*** RECORDS PROVIDED

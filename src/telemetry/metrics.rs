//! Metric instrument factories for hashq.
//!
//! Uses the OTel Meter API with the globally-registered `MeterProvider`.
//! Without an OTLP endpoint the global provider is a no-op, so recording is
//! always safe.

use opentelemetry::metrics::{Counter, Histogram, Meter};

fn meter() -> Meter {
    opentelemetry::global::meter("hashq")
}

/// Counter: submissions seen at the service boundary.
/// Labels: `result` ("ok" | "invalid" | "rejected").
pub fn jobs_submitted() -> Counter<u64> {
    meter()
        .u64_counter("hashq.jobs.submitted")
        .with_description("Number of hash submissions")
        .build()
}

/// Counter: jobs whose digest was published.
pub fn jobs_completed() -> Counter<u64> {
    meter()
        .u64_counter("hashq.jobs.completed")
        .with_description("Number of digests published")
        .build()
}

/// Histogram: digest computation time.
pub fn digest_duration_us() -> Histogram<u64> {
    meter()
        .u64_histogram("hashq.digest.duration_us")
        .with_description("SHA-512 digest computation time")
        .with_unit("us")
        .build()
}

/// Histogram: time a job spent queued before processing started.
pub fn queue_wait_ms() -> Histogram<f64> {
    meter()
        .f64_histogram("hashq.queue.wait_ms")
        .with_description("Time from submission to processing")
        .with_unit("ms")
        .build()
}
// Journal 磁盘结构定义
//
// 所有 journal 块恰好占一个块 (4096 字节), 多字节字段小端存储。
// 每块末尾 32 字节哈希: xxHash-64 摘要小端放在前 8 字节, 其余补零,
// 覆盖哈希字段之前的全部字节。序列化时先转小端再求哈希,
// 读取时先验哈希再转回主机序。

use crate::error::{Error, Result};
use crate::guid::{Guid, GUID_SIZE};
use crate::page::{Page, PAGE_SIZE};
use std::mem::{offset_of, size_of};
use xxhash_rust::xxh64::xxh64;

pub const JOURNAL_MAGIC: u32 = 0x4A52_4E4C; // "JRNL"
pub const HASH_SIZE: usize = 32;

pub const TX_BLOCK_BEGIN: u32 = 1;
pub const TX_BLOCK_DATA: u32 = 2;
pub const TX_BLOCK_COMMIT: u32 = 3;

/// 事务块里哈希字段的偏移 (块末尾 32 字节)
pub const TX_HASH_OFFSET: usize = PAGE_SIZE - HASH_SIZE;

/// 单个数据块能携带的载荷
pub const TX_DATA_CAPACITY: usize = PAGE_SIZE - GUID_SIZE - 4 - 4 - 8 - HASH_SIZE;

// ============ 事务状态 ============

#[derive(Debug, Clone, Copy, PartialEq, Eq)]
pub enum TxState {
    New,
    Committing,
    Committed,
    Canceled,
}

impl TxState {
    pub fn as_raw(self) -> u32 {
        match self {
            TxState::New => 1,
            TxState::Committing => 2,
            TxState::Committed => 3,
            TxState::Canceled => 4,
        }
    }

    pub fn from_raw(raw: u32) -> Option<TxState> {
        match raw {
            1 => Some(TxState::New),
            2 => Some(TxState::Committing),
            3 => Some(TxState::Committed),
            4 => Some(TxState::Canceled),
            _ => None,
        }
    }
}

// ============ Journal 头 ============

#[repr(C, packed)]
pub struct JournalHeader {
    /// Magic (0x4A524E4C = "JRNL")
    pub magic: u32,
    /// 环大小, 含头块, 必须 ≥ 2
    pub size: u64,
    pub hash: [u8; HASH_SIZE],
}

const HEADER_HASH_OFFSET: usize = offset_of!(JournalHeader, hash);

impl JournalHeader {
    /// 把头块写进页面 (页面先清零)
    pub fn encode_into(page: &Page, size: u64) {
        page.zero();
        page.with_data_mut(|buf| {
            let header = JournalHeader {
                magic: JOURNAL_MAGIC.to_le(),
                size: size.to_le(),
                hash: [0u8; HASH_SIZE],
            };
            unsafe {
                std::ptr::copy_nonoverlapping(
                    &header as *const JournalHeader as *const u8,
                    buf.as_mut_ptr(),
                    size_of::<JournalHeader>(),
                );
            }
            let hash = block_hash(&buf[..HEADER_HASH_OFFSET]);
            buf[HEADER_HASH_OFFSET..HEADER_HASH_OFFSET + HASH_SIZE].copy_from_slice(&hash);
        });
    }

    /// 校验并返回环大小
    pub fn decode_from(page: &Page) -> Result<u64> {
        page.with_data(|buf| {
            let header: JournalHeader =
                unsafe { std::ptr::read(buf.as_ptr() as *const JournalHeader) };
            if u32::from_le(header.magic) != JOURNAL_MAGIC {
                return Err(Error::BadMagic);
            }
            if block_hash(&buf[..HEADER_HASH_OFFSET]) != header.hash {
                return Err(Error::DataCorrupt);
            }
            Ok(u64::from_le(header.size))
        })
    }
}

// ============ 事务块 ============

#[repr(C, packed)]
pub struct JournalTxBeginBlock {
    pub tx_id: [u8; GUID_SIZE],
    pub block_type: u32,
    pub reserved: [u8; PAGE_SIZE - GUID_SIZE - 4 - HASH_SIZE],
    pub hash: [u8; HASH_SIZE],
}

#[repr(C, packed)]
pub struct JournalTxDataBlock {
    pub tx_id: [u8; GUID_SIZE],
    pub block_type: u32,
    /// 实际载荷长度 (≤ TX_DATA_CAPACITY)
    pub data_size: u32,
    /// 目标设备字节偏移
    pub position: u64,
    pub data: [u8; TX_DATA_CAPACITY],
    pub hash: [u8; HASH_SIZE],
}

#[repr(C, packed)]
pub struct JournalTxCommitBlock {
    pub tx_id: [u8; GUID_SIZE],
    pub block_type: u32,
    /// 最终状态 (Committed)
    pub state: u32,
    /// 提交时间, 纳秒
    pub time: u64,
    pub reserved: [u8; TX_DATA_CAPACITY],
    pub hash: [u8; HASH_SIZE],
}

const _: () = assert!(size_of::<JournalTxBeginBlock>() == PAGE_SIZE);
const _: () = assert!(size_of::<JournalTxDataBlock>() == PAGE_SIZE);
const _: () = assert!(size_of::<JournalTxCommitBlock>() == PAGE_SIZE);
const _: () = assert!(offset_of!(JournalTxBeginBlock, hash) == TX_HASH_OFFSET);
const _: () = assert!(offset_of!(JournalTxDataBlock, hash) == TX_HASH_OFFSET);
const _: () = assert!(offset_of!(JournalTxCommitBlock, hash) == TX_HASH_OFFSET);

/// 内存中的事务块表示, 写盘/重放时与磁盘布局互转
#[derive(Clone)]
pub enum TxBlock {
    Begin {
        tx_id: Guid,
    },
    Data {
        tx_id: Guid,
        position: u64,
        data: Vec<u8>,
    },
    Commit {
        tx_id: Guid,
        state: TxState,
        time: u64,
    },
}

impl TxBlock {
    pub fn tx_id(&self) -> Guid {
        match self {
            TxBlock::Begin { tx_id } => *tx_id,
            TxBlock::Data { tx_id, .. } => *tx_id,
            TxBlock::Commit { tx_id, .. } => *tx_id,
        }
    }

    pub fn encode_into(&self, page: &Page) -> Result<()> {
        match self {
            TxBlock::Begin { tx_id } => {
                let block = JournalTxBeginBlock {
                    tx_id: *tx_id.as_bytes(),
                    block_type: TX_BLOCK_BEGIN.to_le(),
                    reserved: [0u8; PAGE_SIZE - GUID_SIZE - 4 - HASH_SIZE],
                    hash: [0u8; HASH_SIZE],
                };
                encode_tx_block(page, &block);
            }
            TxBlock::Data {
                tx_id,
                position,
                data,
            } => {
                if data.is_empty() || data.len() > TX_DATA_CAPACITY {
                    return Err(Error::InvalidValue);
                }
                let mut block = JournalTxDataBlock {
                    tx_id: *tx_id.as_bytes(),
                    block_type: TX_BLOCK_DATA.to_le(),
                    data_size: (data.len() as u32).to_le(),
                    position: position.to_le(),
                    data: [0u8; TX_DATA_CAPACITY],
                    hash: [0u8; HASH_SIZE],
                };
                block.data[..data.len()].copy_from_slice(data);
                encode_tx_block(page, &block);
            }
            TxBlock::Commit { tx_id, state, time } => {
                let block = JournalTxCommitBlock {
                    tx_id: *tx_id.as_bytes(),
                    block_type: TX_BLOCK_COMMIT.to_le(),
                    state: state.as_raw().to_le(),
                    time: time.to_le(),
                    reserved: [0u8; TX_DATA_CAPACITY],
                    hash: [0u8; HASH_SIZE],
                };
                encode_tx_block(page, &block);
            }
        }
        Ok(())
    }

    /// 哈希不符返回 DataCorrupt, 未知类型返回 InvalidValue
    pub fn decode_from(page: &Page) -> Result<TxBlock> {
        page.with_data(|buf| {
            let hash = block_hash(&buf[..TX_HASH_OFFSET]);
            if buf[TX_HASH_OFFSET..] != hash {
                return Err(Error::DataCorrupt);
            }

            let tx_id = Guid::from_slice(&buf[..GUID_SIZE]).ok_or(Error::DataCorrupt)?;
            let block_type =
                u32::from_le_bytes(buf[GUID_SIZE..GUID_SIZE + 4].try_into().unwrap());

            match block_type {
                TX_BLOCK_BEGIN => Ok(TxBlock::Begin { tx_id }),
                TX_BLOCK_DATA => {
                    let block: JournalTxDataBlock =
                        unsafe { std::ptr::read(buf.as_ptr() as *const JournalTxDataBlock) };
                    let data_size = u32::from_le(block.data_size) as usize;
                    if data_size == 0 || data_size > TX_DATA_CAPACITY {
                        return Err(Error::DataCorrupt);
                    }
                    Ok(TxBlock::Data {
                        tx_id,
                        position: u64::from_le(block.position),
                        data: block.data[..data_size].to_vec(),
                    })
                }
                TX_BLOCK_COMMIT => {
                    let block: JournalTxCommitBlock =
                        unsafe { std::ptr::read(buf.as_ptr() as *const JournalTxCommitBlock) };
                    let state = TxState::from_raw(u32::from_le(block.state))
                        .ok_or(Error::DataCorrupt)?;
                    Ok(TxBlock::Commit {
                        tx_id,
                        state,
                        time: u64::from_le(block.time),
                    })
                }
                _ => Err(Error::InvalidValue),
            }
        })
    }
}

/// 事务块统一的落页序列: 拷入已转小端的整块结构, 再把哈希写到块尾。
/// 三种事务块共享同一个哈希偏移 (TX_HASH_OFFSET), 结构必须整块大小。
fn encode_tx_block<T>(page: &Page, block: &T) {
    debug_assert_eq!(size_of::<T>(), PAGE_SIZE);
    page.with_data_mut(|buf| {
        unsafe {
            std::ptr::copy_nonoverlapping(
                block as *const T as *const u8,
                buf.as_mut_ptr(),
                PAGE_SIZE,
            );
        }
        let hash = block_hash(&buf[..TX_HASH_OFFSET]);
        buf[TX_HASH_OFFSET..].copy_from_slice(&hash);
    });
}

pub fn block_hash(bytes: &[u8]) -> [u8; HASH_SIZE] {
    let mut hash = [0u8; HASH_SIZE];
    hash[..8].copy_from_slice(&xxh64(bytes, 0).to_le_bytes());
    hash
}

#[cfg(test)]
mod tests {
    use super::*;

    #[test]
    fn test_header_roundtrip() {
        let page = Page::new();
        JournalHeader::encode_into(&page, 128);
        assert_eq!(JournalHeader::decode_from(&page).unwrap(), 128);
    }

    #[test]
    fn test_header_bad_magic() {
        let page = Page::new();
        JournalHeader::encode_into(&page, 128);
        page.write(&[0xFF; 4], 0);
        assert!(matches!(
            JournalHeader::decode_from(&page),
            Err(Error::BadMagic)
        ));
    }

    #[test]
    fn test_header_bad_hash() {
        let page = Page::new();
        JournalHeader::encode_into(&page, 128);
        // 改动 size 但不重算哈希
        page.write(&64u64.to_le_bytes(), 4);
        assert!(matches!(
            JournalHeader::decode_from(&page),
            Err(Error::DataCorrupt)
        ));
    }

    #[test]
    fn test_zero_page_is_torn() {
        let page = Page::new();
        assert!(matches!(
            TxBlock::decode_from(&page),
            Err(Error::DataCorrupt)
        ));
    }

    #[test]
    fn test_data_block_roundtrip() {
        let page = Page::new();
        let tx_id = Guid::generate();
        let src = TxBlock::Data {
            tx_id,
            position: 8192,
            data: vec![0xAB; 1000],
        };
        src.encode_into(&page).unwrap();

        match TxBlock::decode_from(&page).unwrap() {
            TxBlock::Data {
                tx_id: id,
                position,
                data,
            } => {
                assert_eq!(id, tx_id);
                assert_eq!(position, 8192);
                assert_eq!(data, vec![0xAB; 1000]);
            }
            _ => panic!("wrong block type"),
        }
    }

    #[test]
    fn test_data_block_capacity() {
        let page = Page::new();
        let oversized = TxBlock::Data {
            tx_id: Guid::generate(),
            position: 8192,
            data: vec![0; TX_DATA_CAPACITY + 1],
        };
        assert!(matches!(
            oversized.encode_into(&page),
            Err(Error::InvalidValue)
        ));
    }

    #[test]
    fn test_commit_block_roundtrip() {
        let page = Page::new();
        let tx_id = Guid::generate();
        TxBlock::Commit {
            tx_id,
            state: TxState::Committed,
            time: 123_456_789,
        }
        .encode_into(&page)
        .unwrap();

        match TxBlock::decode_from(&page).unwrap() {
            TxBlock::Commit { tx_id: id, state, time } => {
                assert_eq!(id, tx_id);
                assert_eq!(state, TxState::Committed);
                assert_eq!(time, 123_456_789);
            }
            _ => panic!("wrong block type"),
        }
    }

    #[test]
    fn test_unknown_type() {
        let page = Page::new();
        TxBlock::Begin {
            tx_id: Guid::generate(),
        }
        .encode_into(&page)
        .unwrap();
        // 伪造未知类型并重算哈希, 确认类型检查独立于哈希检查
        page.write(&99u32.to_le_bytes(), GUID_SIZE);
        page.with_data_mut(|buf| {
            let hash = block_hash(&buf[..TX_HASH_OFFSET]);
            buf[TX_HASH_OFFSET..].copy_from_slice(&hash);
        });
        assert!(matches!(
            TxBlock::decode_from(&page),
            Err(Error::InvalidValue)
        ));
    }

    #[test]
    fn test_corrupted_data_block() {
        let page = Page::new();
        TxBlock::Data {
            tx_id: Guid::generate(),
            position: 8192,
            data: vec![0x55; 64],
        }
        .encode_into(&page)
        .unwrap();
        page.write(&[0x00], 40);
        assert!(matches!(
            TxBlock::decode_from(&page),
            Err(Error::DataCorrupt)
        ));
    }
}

******

### YOUR TASK
Only the last part of the entries above is needed: please copy the line with "tx_id: id, state, time" and each line after it exactly.

### RESPONSE AREA
            TxBlock::Commit { tx_id: id, state, time } => {
                assert_eq!(id, tx_id);
                assert_eq!(state, TxState::Committed);
                assert_eq!(time, 123_456_789);
            }
            _ => panic!("wrong block type"),
        }
    }

    #[test]
    fn test_unknown_type() {
        let page = Page::new();
        TxBlock::Begin {
            tx_id: Guid::generate(),
        }
        .encode_into(&page)
        .unwrap();
        // 伪造未知类型并重算哈希, 确认类型检查独立于哈希检查
        page.write(&99u32.to_le_bytes(), GUID_SIZE);
        page.with_data_mut(|buf| {
            let hash = block_hash(&buf[..TX_HASH_OFFSET]);
            buf[TX_HASH_OFFSET..].copy_from_slice(&hash);
        });
        assert!(matches!(
            TxBlock::decode_from(&page),
            Err(Error::InvalidValue)
        ));
    }

    #[test]
    fn test_corrupted_data_block() {
        let page = Page::new();
        TxBlock::Data {
            tx_id: Guid::generate(),
            position: 8192,
            data: vec![0x55; 64],
        }
        .encode_into(&page)
        .unwrap();
        page.write(&[0x00], 40);
        assert!(matches!(
            TxBlock::decode_from(&page),
            Err(Error::DataCorrupt)
        ));
    }
}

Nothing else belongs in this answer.